If the worker does not get a stay alive message or a job in a certain amount of time, it then quits assuming the main app has terminated.
If the App’s stay alive message to the worker is not answered, it assumes the worker has died and spawns another worker to take it’s place.
That way the worker can stay alive but not use much CPU when not running a job.
As long as you feed the worker, it stays alive, and you can sleep the worker as you would a Thread, so the simple solution might be to develop a communication system where you can tell the worker to stand by.
The ListenForMessages() waits forever while the master is active and fires worker events when receiving msgs+data from the master, optionally you can end it using some kind of EndListeningMessages() or even Quit() (Xojo must intercept it and communicate the master a “normal ending” before the real quit). Then you process those msgs+data and optionally send msgs+data back and the master will do what you designed. The IPC implementation can be done using whatever the OS provides, like shared memory (locally), pipes, even TPC/IP (slow but great for remote (in other machines) processes).

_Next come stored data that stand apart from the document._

use std::io;
use std::time::Duration;
use thiserror::Error;

#[derive(Error, Debug)]
pub enum DownloadError {
    #[error("配置错误: {0}")]
    Config(String),

    #[error("Failed to get '{url}' ({status})")]
    HttpStatus {
        url: String,
        status: u16,
    },

    #[error("网络错误: {0}")]
    Network(String),

    #[error("下载超时: {0:?} 内没有收到数据")]
    Timeout(Duration),

    #[error("下载超时: 单次尝试超过 {0:?}")]
    DeadlineExceeded(Duration),

    #[error("IO错误: {0}")]
    Io(#[from] io::Error),

    #[error("编号超出8位: {0}")]
    IndexOverflow(u64),
}

impl DownloadError {
    /// 传输层错误（连接失败、读流中断、超时）才会整体重试
    pub fn is_retryable(&self) -> bool {
        matches!(
            self,
            DownloadError::Network(_)
                | DownloadError::Timeout(_)
                | DownloadError::DeadlineExceeded(_)
        )
    }
}

impl From<serde_json::Error> for DownloadError {
    fn from(error: serde_json::Error) -> Self {
        DownloadError::Config(error.to_string())
    }
}

impl From<awc::error::SendRequestError> for DownloadError {
    fn from(error: awc::error::SendRequestError) -> Self {
        DownloadError::Network(error.to_string())
    }
}

impl From<awc::error::PayloadError> for DownloadError {
    fn from(error: awc::error::PayloadError) -> Self {
        DownloadError::Network(error.to_string())
    }
}

pub type DownloadResult<T> = Result<T, DownloadError>;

They don’t nap while they’re busy, they’re napped after a while of idle by the OS.
When they’re “napping”, everything about the application runs really slowly. Which means it’s really slow to receive a message, process that message, tell the OS that it needs to be fully awake to do it’s job.
It is a multi-second delay, sometimes 5 or more, before the app is awake and operating properly.
I have several that I use internally, and they’re not for mission critical instantaneous tasks. So when I ask it to do something and there’s a long delay before it starts happening I don’t care.
Anyway, just my 2¢ on the idea of having works running permanently awaiting instructions.
Function JobRun(jobData As String) Handles JobRun as String
System.DebugLog "Received: " + jobData
System.DebugLog "Nap: " + jobData
The main app sends them a number in sequence endlessly.
Here’s what I found: the Workers do not nap, so they (mostly) log their results every three seconds, then instantly log the receipt of the next number.
What does nap is the main app, so it eventually does not respond to the Worker in a timely fashion and you see a delay between the result being sent back and the next jobData’s arrival. Wake the app up and that gap vanishes.
So to maximize performance, disable app nap in the main app while Workers are running.
Otherwise, this is a proof of concept for keeping the Workers running in a “standby” mode while waiting for the arrival of the new jobData.
This is what we were hoping for with the Worker class. As it is designed now, it’s not of much use to use. In our case, we have thousands of small decryption routines to run. They take milliseconds at a time, but the decryption blocks all threads, and even those small amounts of time make the app feel awful while this is happening. We’ve been forced to simply slow the decryption down to a crawl, as our own attempts with a helper process has proven unreliable. But starting and stopping the worker for each job would be counter productive. Best we can come up with is batching, but we’d sacrifice progress accuracy to do so.
A long running worker that I could send jobs to as needed would be ideal.